** Opening Material for this task block **

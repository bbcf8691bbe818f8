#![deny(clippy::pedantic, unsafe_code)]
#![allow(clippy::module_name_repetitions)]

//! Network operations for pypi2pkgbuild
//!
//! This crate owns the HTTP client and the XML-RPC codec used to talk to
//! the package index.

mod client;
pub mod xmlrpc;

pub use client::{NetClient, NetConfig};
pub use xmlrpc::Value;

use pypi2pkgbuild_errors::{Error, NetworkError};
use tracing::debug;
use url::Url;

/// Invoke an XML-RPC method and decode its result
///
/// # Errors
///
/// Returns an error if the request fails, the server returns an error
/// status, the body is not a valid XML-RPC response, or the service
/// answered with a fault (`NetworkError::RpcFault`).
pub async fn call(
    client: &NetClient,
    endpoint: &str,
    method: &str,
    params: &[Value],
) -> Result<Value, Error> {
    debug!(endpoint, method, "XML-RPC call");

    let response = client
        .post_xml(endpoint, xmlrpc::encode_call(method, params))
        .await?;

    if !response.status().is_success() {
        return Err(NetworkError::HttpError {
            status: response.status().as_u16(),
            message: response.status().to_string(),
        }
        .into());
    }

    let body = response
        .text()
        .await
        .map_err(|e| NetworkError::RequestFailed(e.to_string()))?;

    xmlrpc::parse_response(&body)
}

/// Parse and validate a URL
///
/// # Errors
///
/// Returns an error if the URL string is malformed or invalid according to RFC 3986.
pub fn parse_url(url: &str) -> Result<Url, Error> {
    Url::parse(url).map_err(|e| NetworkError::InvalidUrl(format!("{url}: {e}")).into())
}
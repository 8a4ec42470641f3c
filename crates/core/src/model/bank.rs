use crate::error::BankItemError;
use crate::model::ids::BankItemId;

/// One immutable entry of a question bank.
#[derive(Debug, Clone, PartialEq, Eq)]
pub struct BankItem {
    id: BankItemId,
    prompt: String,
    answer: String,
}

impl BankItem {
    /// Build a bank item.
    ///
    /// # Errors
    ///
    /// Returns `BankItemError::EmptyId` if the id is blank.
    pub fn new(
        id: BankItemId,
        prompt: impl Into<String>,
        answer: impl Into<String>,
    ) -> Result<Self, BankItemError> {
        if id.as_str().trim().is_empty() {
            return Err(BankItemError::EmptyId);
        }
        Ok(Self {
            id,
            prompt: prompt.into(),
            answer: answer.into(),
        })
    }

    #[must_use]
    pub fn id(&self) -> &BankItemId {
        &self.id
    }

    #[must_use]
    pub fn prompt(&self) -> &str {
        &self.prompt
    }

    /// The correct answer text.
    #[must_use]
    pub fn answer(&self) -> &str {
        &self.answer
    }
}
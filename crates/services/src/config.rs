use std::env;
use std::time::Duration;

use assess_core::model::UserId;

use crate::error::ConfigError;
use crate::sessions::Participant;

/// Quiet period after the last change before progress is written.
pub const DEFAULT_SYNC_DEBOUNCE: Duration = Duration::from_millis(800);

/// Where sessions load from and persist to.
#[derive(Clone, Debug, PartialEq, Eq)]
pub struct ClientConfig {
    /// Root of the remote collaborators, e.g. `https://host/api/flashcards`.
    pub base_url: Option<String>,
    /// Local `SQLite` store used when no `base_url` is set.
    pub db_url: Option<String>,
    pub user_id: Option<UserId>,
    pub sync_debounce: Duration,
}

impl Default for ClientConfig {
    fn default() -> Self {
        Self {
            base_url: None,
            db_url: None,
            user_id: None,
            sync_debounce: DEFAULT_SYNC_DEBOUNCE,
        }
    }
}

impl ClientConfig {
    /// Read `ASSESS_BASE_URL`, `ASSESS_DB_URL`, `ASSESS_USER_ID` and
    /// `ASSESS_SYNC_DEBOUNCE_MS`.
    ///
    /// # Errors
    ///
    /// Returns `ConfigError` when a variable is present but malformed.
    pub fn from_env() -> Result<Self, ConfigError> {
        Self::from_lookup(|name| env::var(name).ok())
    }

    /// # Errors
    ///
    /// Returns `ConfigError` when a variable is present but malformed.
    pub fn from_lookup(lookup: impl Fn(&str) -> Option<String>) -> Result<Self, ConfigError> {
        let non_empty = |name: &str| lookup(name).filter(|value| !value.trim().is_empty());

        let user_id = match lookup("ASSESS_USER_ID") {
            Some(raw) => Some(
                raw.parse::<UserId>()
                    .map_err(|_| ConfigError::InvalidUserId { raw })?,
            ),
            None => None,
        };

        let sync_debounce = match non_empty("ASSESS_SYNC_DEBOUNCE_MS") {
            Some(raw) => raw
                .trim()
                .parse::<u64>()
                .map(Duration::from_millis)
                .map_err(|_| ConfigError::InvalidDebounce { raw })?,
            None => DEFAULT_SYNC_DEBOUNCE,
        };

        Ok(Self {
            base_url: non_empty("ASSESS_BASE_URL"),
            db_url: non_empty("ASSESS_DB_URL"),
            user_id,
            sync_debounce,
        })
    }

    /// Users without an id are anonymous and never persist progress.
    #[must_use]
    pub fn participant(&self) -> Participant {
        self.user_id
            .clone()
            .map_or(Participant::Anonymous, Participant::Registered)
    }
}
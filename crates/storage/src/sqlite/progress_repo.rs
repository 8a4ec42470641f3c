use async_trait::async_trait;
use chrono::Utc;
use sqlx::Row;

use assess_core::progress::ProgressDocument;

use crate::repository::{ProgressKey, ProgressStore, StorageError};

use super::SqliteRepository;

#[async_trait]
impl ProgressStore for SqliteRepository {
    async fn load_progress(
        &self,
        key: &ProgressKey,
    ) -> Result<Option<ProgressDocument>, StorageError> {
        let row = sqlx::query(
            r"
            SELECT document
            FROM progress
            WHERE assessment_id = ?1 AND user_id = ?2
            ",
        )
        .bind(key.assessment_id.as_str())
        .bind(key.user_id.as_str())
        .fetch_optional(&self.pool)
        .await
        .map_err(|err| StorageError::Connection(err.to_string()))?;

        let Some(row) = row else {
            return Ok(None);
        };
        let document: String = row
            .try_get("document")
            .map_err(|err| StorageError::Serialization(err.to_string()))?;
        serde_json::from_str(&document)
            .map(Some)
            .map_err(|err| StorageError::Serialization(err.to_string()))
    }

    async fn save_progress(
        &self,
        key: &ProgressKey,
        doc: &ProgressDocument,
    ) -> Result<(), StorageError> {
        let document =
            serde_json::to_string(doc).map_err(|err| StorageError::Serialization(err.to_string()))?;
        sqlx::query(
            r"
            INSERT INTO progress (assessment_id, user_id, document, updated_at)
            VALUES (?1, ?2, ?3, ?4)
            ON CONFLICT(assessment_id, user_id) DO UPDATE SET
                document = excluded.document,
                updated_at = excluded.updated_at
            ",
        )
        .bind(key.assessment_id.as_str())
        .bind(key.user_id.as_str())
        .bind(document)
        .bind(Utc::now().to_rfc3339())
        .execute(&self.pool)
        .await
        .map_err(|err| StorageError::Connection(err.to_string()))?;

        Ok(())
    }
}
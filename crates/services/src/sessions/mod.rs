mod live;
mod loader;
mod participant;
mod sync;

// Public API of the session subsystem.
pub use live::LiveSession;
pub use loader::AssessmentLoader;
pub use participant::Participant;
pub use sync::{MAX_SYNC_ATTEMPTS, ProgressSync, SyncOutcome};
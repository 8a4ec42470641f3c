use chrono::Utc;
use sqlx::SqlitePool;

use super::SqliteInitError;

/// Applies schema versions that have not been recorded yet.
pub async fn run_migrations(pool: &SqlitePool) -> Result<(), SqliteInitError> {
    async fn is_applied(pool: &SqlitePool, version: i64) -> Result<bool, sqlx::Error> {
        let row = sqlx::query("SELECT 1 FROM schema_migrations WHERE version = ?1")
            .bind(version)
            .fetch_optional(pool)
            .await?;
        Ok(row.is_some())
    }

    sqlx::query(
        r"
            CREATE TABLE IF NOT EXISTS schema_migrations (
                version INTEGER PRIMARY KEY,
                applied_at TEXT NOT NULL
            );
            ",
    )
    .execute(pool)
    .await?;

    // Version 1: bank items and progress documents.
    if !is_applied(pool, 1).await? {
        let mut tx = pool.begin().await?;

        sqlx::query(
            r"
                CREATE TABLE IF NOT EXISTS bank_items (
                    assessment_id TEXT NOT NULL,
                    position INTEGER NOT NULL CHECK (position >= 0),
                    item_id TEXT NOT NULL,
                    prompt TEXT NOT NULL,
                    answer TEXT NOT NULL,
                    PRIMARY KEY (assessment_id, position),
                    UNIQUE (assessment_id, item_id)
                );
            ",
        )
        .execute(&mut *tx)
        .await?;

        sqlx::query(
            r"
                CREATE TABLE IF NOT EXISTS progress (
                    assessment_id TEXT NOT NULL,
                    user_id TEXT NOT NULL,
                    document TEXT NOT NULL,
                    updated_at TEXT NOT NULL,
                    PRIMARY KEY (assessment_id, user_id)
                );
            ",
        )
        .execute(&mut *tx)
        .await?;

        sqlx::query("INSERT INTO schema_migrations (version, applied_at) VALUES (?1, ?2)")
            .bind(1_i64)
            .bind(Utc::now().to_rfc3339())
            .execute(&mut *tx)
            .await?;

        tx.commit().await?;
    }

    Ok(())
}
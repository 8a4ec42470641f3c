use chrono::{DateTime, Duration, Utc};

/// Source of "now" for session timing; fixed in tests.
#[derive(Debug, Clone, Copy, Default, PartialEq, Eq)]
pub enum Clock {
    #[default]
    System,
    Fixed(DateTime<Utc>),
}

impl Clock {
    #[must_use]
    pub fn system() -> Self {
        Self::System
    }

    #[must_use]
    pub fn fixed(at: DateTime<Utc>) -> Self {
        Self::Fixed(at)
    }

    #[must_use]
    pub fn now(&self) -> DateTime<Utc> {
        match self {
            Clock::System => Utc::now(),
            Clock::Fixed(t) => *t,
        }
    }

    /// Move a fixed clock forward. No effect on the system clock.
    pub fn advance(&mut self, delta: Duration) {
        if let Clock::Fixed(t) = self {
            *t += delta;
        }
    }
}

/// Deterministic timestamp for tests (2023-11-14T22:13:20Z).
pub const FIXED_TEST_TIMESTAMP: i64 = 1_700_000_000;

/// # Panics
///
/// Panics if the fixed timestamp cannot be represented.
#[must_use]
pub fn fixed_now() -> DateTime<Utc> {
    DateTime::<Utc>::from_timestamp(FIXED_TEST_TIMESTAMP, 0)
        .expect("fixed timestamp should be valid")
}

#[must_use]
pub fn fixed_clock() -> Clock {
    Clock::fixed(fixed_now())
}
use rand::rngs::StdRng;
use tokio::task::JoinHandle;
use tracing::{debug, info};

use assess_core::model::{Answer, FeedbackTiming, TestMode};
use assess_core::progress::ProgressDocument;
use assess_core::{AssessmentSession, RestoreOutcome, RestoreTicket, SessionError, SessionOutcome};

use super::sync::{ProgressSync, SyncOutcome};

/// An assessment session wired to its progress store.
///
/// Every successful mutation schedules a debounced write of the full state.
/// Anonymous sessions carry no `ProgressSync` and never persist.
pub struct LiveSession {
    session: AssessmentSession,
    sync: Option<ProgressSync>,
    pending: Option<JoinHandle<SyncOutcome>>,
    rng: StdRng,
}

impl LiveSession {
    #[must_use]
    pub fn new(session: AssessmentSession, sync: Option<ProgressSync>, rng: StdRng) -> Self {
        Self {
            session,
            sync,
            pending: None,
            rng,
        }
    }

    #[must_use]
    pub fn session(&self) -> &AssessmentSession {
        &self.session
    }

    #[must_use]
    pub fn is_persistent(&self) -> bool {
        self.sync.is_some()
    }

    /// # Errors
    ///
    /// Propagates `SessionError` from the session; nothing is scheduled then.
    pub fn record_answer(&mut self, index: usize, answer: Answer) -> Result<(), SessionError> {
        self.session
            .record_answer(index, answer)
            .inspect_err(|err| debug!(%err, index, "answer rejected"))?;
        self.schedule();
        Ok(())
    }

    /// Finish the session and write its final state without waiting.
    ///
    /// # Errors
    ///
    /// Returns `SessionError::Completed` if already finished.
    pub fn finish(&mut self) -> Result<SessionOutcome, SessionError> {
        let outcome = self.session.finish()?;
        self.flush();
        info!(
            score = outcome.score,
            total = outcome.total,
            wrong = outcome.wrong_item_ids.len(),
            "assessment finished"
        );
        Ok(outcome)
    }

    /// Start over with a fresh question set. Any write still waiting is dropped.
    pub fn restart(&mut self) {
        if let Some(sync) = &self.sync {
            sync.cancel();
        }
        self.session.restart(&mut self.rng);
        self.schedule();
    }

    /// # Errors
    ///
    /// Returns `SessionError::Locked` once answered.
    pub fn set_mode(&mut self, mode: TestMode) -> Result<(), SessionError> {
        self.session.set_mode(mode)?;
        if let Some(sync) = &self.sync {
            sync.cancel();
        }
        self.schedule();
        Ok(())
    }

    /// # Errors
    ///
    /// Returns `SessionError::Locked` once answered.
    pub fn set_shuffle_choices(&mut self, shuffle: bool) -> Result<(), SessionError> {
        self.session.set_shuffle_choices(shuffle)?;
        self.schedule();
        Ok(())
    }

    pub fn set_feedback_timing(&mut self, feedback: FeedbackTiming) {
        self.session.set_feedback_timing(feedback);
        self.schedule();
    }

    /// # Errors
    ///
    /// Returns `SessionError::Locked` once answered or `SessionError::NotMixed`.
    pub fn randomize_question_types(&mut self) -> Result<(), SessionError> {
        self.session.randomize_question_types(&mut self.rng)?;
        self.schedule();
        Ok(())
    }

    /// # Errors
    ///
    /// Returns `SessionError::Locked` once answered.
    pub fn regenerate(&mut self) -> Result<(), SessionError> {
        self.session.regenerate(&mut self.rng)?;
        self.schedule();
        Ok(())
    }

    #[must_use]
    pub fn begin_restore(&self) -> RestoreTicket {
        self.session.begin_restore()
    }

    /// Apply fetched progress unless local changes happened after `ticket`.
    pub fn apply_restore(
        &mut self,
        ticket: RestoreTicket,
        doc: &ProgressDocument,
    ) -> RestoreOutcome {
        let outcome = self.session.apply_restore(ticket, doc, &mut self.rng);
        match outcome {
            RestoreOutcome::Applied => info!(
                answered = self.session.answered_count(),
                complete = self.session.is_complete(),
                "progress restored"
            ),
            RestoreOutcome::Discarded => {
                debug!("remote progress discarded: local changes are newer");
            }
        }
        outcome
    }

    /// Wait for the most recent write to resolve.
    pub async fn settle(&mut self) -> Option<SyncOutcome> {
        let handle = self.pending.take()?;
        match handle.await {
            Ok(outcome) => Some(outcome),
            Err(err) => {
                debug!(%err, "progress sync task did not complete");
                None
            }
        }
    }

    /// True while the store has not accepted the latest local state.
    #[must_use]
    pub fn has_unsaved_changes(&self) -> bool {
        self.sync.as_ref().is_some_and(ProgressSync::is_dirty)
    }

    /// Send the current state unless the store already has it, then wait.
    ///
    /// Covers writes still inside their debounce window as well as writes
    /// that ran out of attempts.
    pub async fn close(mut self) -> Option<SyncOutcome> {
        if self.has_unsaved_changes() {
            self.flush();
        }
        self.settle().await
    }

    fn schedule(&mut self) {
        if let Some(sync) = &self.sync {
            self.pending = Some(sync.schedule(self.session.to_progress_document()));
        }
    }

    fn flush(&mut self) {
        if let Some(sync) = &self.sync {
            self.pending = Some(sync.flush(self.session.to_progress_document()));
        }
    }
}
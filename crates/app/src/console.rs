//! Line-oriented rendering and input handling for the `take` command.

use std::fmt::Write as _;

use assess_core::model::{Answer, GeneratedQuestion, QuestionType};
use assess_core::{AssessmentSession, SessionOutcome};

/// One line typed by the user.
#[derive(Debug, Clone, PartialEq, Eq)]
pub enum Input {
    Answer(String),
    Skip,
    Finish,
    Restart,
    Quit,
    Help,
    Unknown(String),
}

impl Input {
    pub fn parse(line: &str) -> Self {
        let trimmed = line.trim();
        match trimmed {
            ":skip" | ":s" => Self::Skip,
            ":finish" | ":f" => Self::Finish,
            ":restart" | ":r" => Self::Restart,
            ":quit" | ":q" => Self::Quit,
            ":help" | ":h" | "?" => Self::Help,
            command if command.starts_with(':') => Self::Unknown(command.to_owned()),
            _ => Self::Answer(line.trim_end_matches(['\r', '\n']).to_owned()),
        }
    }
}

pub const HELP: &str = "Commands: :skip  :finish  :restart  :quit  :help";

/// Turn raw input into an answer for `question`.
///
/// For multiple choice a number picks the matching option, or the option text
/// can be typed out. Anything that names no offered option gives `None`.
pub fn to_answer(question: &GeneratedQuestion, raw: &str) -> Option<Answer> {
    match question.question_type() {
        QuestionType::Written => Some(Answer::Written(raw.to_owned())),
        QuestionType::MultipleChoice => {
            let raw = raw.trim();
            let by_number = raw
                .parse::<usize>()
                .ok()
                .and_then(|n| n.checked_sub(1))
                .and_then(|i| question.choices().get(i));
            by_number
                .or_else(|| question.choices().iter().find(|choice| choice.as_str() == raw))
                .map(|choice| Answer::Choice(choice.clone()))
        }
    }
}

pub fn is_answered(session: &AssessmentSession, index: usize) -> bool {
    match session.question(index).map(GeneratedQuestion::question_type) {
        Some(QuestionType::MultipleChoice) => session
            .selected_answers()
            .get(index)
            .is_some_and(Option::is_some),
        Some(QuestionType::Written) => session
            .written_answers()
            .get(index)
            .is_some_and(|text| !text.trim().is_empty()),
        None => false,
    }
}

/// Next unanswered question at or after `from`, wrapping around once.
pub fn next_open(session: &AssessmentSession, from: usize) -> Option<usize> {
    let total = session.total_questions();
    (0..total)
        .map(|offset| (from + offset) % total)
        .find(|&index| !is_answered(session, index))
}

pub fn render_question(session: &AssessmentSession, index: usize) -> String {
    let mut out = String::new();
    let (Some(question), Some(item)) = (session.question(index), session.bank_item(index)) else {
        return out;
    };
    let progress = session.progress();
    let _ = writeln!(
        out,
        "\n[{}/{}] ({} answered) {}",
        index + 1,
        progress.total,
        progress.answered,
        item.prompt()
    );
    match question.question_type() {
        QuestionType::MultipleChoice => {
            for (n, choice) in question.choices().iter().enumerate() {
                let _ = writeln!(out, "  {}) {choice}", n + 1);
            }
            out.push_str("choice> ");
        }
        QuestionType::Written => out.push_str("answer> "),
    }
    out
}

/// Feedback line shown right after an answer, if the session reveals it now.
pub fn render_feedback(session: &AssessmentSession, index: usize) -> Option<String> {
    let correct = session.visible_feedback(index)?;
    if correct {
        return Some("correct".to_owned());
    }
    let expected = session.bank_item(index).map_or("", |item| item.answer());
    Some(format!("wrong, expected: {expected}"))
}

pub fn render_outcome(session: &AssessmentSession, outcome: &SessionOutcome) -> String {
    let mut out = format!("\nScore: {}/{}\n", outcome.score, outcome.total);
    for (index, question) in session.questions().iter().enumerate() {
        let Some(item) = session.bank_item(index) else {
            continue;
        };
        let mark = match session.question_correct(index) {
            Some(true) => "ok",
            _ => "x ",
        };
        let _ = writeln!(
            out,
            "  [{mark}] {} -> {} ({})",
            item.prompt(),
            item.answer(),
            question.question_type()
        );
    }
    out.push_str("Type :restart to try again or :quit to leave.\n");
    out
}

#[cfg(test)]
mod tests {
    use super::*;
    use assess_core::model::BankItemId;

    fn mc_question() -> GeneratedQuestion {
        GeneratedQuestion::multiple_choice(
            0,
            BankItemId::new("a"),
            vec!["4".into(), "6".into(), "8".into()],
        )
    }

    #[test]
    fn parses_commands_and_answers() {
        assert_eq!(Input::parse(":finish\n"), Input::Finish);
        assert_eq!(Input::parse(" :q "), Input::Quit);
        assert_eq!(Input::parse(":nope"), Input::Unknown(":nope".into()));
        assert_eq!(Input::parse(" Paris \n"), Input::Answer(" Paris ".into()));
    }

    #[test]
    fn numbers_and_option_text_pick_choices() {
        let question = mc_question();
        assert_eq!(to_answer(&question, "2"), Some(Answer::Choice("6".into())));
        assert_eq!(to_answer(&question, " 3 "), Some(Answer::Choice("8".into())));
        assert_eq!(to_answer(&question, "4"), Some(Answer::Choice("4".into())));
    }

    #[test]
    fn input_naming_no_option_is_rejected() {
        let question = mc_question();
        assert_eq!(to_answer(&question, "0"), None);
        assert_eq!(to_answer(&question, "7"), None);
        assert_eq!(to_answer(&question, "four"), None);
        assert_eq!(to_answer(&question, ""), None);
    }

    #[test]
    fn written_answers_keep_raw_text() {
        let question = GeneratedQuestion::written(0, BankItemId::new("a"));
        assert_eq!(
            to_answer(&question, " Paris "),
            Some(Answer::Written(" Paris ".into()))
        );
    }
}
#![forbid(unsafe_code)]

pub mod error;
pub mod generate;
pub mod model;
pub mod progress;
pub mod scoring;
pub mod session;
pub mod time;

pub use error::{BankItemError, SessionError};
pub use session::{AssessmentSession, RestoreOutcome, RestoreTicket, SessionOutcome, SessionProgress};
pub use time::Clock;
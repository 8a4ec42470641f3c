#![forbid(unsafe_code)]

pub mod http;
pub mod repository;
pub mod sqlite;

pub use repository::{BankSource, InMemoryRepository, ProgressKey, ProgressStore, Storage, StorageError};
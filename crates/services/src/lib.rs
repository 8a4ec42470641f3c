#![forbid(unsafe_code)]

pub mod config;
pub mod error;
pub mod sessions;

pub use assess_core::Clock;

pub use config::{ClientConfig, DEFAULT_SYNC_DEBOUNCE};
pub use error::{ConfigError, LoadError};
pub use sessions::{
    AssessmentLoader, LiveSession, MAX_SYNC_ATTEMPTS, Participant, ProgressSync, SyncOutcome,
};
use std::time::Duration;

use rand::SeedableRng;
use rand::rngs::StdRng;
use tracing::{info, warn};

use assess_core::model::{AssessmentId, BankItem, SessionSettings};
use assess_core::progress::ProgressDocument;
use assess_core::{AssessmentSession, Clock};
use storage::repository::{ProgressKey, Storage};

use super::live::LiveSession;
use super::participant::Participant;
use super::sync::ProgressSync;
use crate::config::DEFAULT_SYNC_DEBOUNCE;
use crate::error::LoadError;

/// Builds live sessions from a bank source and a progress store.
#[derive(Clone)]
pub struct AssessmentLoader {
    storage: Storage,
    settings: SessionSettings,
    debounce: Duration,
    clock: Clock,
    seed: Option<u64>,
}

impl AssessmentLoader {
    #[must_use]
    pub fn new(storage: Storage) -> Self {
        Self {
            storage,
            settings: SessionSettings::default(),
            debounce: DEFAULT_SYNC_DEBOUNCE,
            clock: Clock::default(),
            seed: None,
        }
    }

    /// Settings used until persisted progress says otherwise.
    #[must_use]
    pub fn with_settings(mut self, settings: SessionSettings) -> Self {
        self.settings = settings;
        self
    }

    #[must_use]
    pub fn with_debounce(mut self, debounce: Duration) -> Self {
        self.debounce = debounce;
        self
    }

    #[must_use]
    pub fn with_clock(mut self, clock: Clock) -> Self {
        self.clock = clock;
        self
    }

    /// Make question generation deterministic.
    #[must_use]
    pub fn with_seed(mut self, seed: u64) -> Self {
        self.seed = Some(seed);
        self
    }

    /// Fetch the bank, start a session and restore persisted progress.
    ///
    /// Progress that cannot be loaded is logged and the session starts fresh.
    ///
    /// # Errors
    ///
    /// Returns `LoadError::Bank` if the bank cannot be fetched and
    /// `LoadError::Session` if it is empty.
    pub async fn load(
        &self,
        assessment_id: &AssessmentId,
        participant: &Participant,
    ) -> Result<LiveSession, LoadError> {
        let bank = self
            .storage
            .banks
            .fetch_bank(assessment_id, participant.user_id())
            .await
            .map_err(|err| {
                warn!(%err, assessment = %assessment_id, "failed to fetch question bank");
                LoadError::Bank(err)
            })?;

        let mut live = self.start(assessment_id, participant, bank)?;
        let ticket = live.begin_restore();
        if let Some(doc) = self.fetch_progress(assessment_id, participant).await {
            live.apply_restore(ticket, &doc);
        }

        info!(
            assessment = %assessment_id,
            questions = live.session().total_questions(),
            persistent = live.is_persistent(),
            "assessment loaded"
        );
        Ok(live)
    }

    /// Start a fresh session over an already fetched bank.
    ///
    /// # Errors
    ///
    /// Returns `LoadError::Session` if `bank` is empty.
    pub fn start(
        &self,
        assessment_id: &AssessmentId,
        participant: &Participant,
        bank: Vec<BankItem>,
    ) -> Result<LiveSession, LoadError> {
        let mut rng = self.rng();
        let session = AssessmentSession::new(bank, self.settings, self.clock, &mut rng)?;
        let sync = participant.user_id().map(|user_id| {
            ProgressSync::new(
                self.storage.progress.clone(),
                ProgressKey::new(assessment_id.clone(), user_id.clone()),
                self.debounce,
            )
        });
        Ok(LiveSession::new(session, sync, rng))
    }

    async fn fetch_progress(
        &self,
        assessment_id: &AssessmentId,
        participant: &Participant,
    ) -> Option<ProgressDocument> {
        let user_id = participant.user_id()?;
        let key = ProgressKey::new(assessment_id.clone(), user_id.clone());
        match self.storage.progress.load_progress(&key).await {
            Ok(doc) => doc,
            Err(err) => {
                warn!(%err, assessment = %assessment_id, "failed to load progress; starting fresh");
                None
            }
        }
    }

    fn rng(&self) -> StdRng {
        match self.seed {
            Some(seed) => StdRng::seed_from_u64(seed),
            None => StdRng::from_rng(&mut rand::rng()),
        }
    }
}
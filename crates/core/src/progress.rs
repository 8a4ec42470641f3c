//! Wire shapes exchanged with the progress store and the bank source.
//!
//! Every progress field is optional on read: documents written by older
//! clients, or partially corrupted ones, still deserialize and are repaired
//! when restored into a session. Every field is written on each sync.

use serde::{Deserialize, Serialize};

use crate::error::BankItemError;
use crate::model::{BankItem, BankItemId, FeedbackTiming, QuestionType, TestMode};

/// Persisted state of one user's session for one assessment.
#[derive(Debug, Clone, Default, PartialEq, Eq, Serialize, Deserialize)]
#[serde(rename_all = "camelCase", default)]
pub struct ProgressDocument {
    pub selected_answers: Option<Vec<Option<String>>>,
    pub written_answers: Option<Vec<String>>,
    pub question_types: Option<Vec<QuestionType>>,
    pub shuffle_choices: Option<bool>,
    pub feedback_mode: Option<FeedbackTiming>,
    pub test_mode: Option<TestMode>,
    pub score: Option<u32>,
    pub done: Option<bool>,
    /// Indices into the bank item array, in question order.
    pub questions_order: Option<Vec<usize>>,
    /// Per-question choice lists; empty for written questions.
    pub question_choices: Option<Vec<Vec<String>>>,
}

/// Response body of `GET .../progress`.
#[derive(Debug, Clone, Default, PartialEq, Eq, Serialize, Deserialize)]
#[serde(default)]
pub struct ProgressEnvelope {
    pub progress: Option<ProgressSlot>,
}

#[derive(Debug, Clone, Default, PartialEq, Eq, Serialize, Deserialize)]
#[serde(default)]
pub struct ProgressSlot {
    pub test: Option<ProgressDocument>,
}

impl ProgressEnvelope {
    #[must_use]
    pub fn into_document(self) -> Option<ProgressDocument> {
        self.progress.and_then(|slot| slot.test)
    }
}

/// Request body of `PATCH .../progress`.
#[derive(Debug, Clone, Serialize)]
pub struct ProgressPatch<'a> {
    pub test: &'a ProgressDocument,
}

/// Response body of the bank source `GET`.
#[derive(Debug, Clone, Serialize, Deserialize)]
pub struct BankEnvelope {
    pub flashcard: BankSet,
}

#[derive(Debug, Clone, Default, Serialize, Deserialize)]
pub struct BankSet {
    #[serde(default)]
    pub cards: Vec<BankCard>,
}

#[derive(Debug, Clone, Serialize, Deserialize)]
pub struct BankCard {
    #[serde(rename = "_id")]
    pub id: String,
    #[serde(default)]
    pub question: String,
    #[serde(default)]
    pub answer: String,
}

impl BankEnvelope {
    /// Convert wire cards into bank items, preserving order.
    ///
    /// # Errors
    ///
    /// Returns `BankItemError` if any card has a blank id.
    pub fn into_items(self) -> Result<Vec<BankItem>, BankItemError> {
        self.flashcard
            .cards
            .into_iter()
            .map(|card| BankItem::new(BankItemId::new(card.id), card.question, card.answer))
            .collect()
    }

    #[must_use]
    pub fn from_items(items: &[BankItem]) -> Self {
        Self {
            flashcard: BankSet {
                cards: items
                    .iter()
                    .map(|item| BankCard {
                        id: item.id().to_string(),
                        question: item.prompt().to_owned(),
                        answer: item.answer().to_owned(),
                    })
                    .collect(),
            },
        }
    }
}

** Closing Material for this task block **

**What this task involves**
Above are records; say how many of their lines contain the word "Serialization", giving only the number.

**Task solution**
3